Vai continuar esse trabalho híbrido, vai ter mudança no setor, e o sindicato tem que acompanhar. No caso da pandemia a gente foi rápido, acho que foi uma das primeiras categorias a ir para a mesa de negociação nesse assunto. Começamos a estudar uma série de questões que salvaram a vida dos bancários. Aí o movimento sindical tinha apoio dos médicos, dos técnicos. Conseguimos resguardar os trabalhadores do setor, conseguimos atender a população, que naquele momento estava vivendo de auxílio emergencial. O pessoal da Caixa sofreu muito, eles não puderam ir pro home office. Tanto nós como a federação dos bancos concordam que foi uma negociação muito boa. Essa mesa foi muito importante, acho que é um dos grandes marcos das nossas negociações modernas. Foi num momento de mudança tecnológica, uma pandemia que ninguém sabia do que se tratava. A gente teve que se adaptar a modelos de trabalho on-line, assembleia, eleição, fizemos votações com 20 mil pessoas. Foi uma loucura, mas conseguimos.

Os bancários já têm esse know-how na convenção coletiva, com a cláusula da igualdade de oportunidades. Durante a assinatura da lei da igualdade salarial, muita gente falou sobre a questão da lei “que pega”. Como fazer para que a lei seja implementada mesmo?

Primeiro, tem que ter fiscalização. Vai ter toda uma formação com os auditores-fiscais. É importante ter os sindicatos fortes, atuantes. No caso dos bancários, na convenção coletiva, na base (escriturários, caixas) todo mundo ganha igual. A discriminação conosco começa no momento das promoções. As mulheres são promovidas duas, três vezes, os homens não têm limites. Vamos ter que conseguir provar que há discriminação na promoção, que tem trabalho igual e salário desigual.

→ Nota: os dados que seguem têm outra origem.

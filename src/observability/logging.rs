//! Progress trace of a conversion run.
//!
//! With `-v` every converted page and copied media file is logged on
//! stdout; `-vv` adds per-page engine detail and `-vvv` every rule applied.
//! Without `-v` only warnings show up, such as page files skipped for
//! invalid names. `DOKUMD_LOG_LEVEL` takes an `EnvFilter` directive and
//! overrides the flags.

use std::io::IsTerminal;

use clap::ValueEnum;
use tracing_subscriber::EnvFilter;

use crate::cli::args::ColorChoice;

/// Environment variable holding a filter directive for the trace.
pub const LOG_LEVEL_ENV: &str = "DOKUMD_LOG_LEVEL";

/// Shape of each trace line.
#[derive(Debug, Clone, Copy, PartialEq, Eq, Default, ValueEnum)]
pub enum LogFormat {
    /// One readable line per event.
    #[default]
    Human,
    /// One JSON object per event, for feeding a migration log elsewhere.
    Json,
}

/// Level shown for a given `-v` count; saturates at `trace`.
#[must_use]
pub const fn verbosity_to_directive(verbosity: u8) -> &'static str {
    match verbosity {
        0 => "warn",
        1 => "info",
        2 => "debug",
        _ => "trace",
    }
}

/// Filter from `DOKUMD_LOG_LEVEL`, falling back to the `-v` count.
fn trace_filter(verbosity: u8) -> EnvFilter {
    EnvFilter::try_from_env(LOG_LEVEL_ENV)
        .unwrap_or_else(|_| EnvFilter::new(verbosity_to_directive(verbosity)))
}

/// Whether human lines get ANSI colours. `auto` follows stdout and `NO_COLOR`.
fn ansi_enabled(color: ColorChoice) -> bool {
    match color {
        ColorChoice::Always => true,
        ColorChoice::Never => false,
        ColorChoice::Auto => {
            std::io::stdout().is_terminal() && std::env::var_os("NO_COLOR").is_none()
        }
    }
}

/// Installs the stdout trace for this run.
///
/// Module targets are only printed from `-vv` on. A second call is a no-op.
pub fn init_logging(format: LogFormat, verbosity: u8, color: ColorChoice) {
    let filter = trace_filter(verbosity);
    let show_target = verbosity >= 2;
    let builder = tracing_subscriber::fmt()
        .with_env_filter(filter)
        .with_target(show_target)
        .with_writer(std::io::stdout);

    let _ = match format {
        LogFormat::Human => builder.with_ansi(ansi_enabled(color)).try_init(),
        LogFormat::Json => builder.json().try_init(),
    };
}

#[cfg(test)]
mod tests {
    use super::*;

    #[test]
    fn human_is_the_default_format() {
        assert_eq!(LogFormat::default(), LogFormat::Human);
    }

    #[test]
    fn repeated_init_is_harmless() {
        init_logging(LogFormat::Human, 0, ColorChoice::Auto);
        init_logging(LogFormat::Json, 3, ColorChoice::Never);
    }

    #[test]
    fn verbose_count_selects_level() {
        assert_eq!(verbosity_to_directive(0), "warn");
        assert_eq!(verbosity_to_directive(1), "info");
        assert_eq!(verbosity_to_directive(2), "debug");
        assert_eq!(verbosity_to_directive(3), "trace");
        assert_eq!(verbosity_to_directive(u8::MAX), "trace");
    }

    #[test]
    fn explicit_color_choices_win() {
        assert!(ansi_enabled(ColorChoice::Always));
        assert!(!ansi_enabled(ColorChoice::Never));
    }
}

Os bancários são uma categoria forte, mobilizada, têm força na mesa de negociação, a gente vai conseguir fazer a fiscalização, para nós vai ser mais fácil para poder cobrar. Agora, em outros setores que não são tão organizados, a gente tem que fazer uma campanha forte para as trabalhadoras denunciarem, como a gente fez na questão do assédio moral, sexual, procurar o Ministério do Trabalho (que o outro governo extinguiu), obrigar que se aplique a lei.

Mas eu tenho certeza de que vai pegar, porque as mulheres estão muito antenadas com esse assunto. Elas sabem que ganham menos e que é muito injusto. É muito injusto, você ganha menos porque tem que trabalhar mais em casa, lavar, passar, cozinhar, cuidar de criança, tem uma cobrança terrível em cima da estética, da autoestima das mulheres, e tem que ganhar menos por causa disso? Acho vai pegar, e muito forte. Acho que o presidente Lula fez um golaço com essa lei. O desafio para nós é colocar as mulheres no mercado de trabalho. Aí a gente volta: baixar as taxas de juros, política de industrialização, produção, renda…. A (lei) Maria da Penha pegou.